Collected data:
%%
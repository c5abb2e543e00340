//! Tuning surface state and logic

use crate::config::{Config, ConfigError};
use crate::filter::{FilterSnapshot, MotionFilter, Tunables};
use crate::keys::KeySink;
use log::info;
use std::path::{Path, PathBuf};
use std::sync::Arc;
use std::time::Instant;

/// How long a status message stays visible
const STATUS_SECS: u64 = 3;

/// A tunable that can be selected and adjusted
#[derive(Debug, Clone, Copy, PartialEq, Eq)]
pub enum TunableField {
    Timeout,
    Jitter,
    Smoothing,
    SprintEngage,
    SprintDisengage,
    MaxDy,
    MinDt,
    SprintSuppress,
}

impl TunableField {
    pub fn name(&self) -> &'static str {
        match self {
            Self::Timeout => "Timeout",
            Self::Jitter => "Pixel Threshold",
            Self::Smoothing => "Smoothing α",
            Self::SprintEngage => "Sprint ON",
            Self::SprintDisengage => "Sprint OFF",
            Self::MaxDy => "Max Δy / Event",
            Self::MinDt => "Min Δt",
            Self::SprintSuppress => "Sprint Delay",
        }
    }

    pub fn all() -> &'static [TunableField] {
        &[
            Self::Timeout,
            Self::Jitter,
            Self::Smoothing,
            Self::SprintEngage,
            Self::SprintDisengage,
            Self::MaxDy,
            Self::MinDt,
            Self::SprintSuppress,
        ]
    }

    pub fn index(&self) -> usize {
        match self {
            Self::Timeout => 0,
            Self::Jitter => 1,
            Self::Smoothing => 2,
            Self::SprintEngage => 3,
            Self::SprintDisengage => 4,
            Self::MaxDy => 5,
            Self::MinDt => 6,
            Self::SprintSuppress => 7,
        }
    }

    pub fn from_index(index: usize) -> Self {
        match index {
            0 => Self::Timeout,
            1 => Self::Jitter,
            2 => Self::Smoothing,
            3 => Self::SprintEngage,
            4 => Self::SprintDisengage,
            5 => Self::MaxDy,
            6 => Self::MinDt,
            _ => Self::SprintSuppress,
        }
    }

    /// Amount added per adjustment step
    pub fn step(&self) -> f64 {
        match self {
            Self::Timeout => 10.0,
            Self::Jitter => 1.0,
            Self::Smoothing => 0.01,
            Self::SprintEngage | Self::SprintDisengage => 10.0,
            Self::MaxDy => 5.0,
            Self::MinDt => 1.0,
            Self::SprintSuppress => 10.0,
        }
    }

    pub fn value(&self, t: &Tunables) -> f64 {
        match self {
            Self::Timeout => t.timeout_ms() as f64,
            Self::Jitter => t.jitter_px(),
            Self::Smoothing => t.smoothing_alpha(),
            Self::SprintEngage => t.sprint_engage(),
            Self::SprintDisengage => t.sprint_disengage(),
            Self::MaxDy => t.max_dy_per_event(),
            Self::MinDt => t.min_dt_ms() as f64,
            Self::SprintSuppress => t.sprint_suppress_ms() as f64,
        }
    }

    pub fn format(&self, t: &Tunables) -> String {
        let value = self.value(t);
        match self {
            Self::Timeout => format!("{:.2} s", value / 1000.0),
            Self::Jitter | Self::MaxDy => format!("{:.0} px", value),
            Self::Smoothing => format!("{:.2}", value),
            Self::SprintEngage | Self::SprintDisengage => format!("{:.0} px/s", value),
            Self::MinDt | Self::SprintSuppress => format!("{:.0} ms", value),
        }
    }

    /// Write `value` through the filter's clamping setter
    pub fn apply<K: KeySink>(&self, filter: &MotionFilter<K>, value: f64) {
        let millis = value.round().max(0.0) as u64;
        match self {
            Self::Timeout => filter.set_timeout_ms(millis),
            Self::Jitter => filter.set_jitter_px(value),
            Self::Smoothing => filter.set_smoothing_alpha(value),
            Self::SprintEngage => filter.set_sprint_engage(value),
            Self::SprintDisengage => filter.set_sprint_disengage(value),
            Self::MaxDy => filter.set_max_dy_per_event(value),
            Self::MinDt => filter.set_min_dt_ms(millis),
            Self::SprintSuppress => filter.set_sprint_suppress_ms(millis),
        }
    }
}

/// One line of the tunables table
#[derive(Debug, Clone, PartialEq, Eq)]
pub struct TunableRow {
    pub label: &'static str,
    pub value: String,
    pub selected: bool,
}

/// Application running state
#[derive(Debug, Clone, Copy, PartialEq, Eq)]
pub enum AppState {
    Running,
    Quitting,
}

/// Main application
pub struct App<K> {
    /// Shared motion filter
    pub filter: Arc<MotionFilter<K>>,
    /// Configuration, kept in sync with the filter tunables
    pub config: Config,
    /// Tunable under the cursor
    pub selected: TunableField,
    /// Application state
    pub state: AppState,
    /// Show the help panel instead of the tunables
    pub show_help: bool,
    /// Set once the pointer listener has died
    pub listener_lost: bool,
    /// Application start time
    pub start_time: Instant,
    status_message: Option<String>,
    status_time: Option<Instant>,
}

impl<K: KeySink> App<K> {
    pub fn new(filter: Arc<MotionFilter<K>>, config: Config) -> Self {
        Self {
            filter,
            config,
            selected: TunableField::Timeout,
            state: AppState::Running,
            show_help: false,
            listener_lost: false,
            start_time: Instant::now(),
            status_message: None,
            status_time: None,
        }
    }

    /// Start when stopped, stop when active
    pub fn toggle_active(&mut self, now: Instant) {
        if self.filter.is_active() {
            self.stop();
        } else {
            self.start(now);
        }
    }

    pub fn start(&mut self, now: Instant) {
        if self.filter.start(now) {
            self.set_status("Started".to_string());
        }
    }

    pub fn stop(&mut self) {
        self.filter.stop();
        self.set_status("Stopped".to_string());
    }

    pub fn select_next(&mut self) {
        let next = (self.selected.index() + 1) % TunableField::all().len();
        self.selected = TunableField::from_index(next);
    }

    pub fn select_prev(&mut self) {
        let current = self.selected.index();
        let prev = if current == 0 {
            TunableField::all().len() - 1
        } else {
            current - 1
        };
        self.selected = TunableField::from_index(prev);
    }

    /// Move the selected tunable by `steps` steps (negative lowers it)
    pub fn adjust(&mut self, steps: i32) {
        let field = self.selected;
        let current = field.value(&self.filter.tunables());
        field.apply(&self.filter, current + f64::from(steps) * field.step());

        let tunables = self.filter.tunables();
        let shown = field.format(&tunables);
        self.config.filter = tunables;
        self.set_status(format!("{}: {}", field.name(), shown));
    }

    /// Save the current settings to the default config file
    pub fn save_config(&mut self) -> Result<PathBuf, ConfigError> {
        self.config.filter = self.filter.tunables();
        let result = self.config.save();
        self.report_save(&result);
        result
    }

    /// Save the current settings to a specific file
    pub fn save_config_to(&mut self, path: &Path) -> Result<PathBuf, ConfigError> {
        self.config.filter = self.filter.tunables();
        let result = self.config.save_to(path).map(|()| path.to_path_buf());
        self.report_save(&result);
        result
    }

    fn report_save(&mut self, result: &Result<PathBuf, ConfigError>) {
        match result {
            Ok(path) => {
                info!("Config saved to {}", path.display());
                self.set_status("Settings saved".to_string());
            }
            Err(e) => self.set_status(format!("Save failed: {}", e)),
        }
    }

    pub fn toggle_help(&mut self) {
        self.show_help = !self.show_help;
    }

    /// Record that the pointer listener is gone
    pub fn mark_listener_lost(&mut self) {
        if !self.listener_lost {
            self.listener_lost = true;
            self.set_status("Pointer listener stopped".to_string());
        }
    }

    /// Stop the filter, then request quit
    pub fn quit(&mut self) {
        self.filter.stop();
        self.state = AppState::Quitting;
    }

    /// Set a status message
    pub fn set_status(&mut self, message: String) {
        self.status_message = Some(message);
        self.status_time = Some(Instant::now());
    }

    /// Get status message if still valid
    pub fn get_status(&self) -> Option<&str> {
        match (&self.status_message, self.status_time) {
            (Some(msg), Some(time)) if time.elapsed().as_secs() < STATUS_SECS => Some(msg),
            _ => None,
        }
    }

    /// Persistent problem to show in the status bar, if any
    pub fn alert(&self, snapshot: &FilterSnapshot) -> Option<String> {
        if self.listener_lost {
            return Some("Pointer input lost".to_string());
        }
        snapshot.fault.as_ref().map(|f| format!("Key output: {}", f))
    }

    pub fn snapshot(&self) -> FilterSnapshot {
        self.filter.snapshot()
    }

    pub fn tunable_rows(&self) -> Vec<TunableRow> {
        let tunables = self.filter.tunables();
        TunableField::all()
            .iter()
            .map(|field| TunableRow {
                label: field.name(),
                value: field.format(&tunables),
                selected: *field == self.selected,
            })
            .collect()
    }

    /// Get elapsed time formatted
    pub fn elapsed_formatted(&self) -> String {
        let secs = self.start_time.elapsed().as_secs();
        format!("{:02}:{:02}", secs / 60, secs % 60)
    }
}

#[cfg(test)]
mod tests {
    use super::*;
    use crate::keys::RecordingSink;

    fn app() -> App<RecordingSink> {
        let filter = Arc::new(MotionFilter::new(RecordingSink::new(), Tunables::default()));
        App::new(filter, Config::default())
    }

    #[test]
    fn field_index_roundtrip() {
        for field in TunableField::all() {
            assert_eq!(TunableField::from_index(field.index()), *field);
        }
    }

    #[test]
    fn selection_wraps_both_ways() {
        let mut app = app();
        app.select_prev();
        assert_eq!(app.selected, TunableField::SprintSuppress);
        app.select_next();
        assert_eq!(app.selected, TunableField::Timeout);
    }

    #[test]
    fn adjust_goes_through_clamping() {
        let mut app = app();
        app.selected = TunableField::SprintDisengage;
        app.adjust(5);
        // 60 + 50 = 110 >= 90, pulled back under engage
        assert_eq!(app.filter.tunables().sprint_disengage(), 85.0);
        assert_eq!(app.config.filter.sprint_disengage(), 85.0);
        assert_eq!(app.get_status(), Some("Sprint OFF: 85 px/s"));
    }

    #[test]
    fn adjust_millisecond_fields() {
        let mut app = app();
        app.selected = TunableField::Timeout;
        app.adjust(-3);
        assert_eq!(app.filter.tunables().timeout_ms(), 270);

        app.selected = TunableField::MinDt;
        app.adjust(-100);
        assert_eq!(app.filter.tunables().min_dt_ms(), 1);
    }

    #[test]
    fn toggle_starts_and_stops() {
        let mut app = app();
        app.toggle_active(Instant::now());
        assert!(app.filter.is_active());
        app.toggle_active(Instant::now());
        assert!(!app.filter.is_active());
    }

    #[test]
    fn rows_mark_selection() {
        let mut app = app();
        app.selected = TunableField::Smoothing;
        let rows = app.tunable_rows();
        assert_eq!(rows.len(), TunableField::all().len());
        assert_eq!(rows[0].value, "0.30 s");
        assert!(rows[2].selected);
        assert_eq!(rows.iter().filter(|r| r.selected).count(), 1);
    }

    #[test]
    fn alert_prefers_listener_loss() {
        let mut app = app();
        let mut snap = app.snapshot();
        assert_eq!(app.alert(&snap), None);

        snap.fault = Some("boom".to_string());
        assert_eq!(app.alert(&snap).as_deref(), Some("Key output: boom"));

        app.mark_listener_lost();
        assert_eq!(app.alert(&snap).as_deref(), Some("Pointer input lost"));
    }

    #[test]
    fn failed_save_is_returned_and_shown() {
        let mut app = app();
        let path = Path::new("/nonexistent/vr-walker/config.toml");
        let result = app.save_config_to(path);
        assert!(matches!(result, Err(ConfigError::Io(_))));
        assert!(app.get_status().is_some_and(|s| s.starts_with("Save failed:")));
    }

    #[test]
    fn quit_stops_filter() {
        let mut app = app();
        app.start(Instant::now());
        app.quit();
        assert_eq!(app.state, AppState::Quitting);
        assert!(!app.filter.is_active());
    }
}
%%
Transcribe exactly, and only, the lines from the opening line of the records through the line containing "use std::time::Instant;".

repository c5abb2e543e00340
//! Tuning surface state and logic

use crate::config::{Config, ConfigError};
use crate::filter::{FilterSnapshot, MotionFilter, Tunables};
use crate::keys::KeySink;
use log::info;
use std::path::{Path, PathBuf};
use std::sync::Arc;
use std::time::Instant;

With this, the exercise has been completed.